(Collected data)
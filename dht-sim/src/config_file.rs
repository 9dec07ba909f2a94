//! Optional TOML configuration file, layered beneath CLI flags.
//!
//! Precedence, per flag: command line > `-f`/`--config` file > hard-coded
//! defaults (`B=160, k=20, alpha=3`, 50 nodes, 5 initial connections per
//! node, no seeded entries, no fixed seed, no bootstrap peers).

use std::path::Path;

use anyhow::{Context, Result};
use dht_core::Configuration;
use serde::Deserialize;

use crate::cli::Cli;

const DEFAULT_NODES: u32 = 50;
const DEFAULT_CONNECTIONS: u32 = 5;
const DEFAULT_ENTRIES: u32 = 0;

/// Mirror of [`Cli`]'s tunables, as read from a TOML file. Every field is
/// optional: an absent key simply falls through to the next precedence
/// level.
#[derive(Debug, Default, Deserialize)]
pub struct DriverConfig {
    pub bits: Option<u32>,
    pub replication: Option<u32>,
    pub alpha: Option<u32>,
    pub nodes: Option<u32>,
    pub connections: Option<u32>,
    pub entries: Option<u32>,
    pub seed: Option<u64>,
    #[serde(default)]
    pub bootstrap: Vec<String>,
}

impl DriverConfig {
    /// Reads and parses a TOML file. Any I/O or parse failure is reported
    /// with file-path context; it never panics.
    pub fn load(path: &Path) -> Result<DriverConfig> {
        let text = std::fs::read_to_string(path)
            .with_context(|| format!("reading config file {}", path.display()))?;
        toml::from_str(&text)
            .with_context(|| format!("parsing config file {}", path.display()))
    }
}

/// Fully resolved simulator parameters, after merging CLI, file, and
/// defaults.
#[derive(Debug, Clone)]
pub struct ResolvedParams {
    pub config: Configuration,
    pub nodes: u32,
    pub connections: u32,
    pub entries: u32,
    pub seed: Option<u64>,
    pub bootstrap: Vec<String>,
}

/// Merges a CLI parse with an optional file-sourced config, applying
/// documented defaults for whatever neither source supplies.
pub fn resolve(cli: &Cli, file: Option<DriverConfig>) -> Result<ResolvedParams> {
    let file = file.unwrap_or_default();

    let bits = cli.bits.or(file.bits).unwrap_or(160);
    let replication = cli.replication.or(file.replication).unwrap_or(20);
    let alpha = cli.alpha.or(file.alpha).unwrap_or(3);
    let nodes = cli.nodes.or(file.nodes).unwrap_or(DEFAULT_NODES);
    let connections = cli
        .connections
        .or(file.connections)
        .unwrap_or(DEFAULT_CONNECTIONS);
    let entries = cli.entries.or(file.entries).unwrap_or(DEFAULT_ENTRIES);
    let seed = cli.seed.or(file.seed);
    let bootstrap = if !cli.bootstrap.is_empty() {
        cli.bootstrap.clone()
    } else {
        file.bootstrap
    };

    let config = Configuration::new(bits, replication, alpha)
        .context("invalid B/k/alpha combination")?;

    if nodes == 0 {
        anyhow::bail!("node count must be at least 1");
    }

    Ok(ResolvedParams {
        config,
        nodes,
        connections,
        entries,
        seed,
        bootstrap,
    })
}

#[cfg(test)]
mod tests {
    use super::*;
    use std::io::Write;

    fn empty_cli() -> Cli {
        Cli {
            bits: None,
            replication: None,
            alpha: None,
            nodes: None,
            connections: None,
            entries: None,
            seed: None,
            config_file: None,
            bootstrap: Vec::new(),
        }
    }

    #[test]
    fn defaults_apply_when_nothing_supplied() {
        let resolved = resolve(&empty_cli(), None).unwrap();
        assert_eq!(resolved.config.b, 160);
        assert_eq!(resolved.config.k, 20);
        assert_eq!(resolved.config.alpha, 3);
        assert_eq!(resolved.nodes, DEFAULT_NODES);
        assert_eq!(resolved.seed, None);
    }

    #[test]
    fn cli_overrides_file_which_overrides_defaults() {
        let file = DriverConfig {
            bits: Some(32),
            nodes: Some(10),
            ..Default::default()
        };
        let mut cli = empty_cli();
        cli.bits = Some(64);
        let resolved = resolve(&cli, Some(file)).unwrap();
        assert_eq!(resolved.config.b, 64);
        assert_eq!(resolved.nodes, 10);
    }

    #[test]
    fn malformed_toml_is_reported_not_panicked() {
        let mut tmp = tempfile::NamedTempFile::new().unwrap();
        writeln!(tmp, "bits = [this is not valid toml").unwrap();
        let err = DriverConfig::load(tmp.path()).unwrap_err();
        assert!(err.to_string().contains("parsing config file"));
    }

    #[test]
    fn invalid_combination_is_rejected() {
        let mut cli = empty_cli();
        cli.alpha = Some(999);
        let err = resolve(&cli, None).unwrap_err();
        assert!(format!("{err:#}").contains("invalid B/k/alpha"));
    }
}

## Task statement
Return only the number of lines in the entries that contain the string "parse".

## Completed exercise
2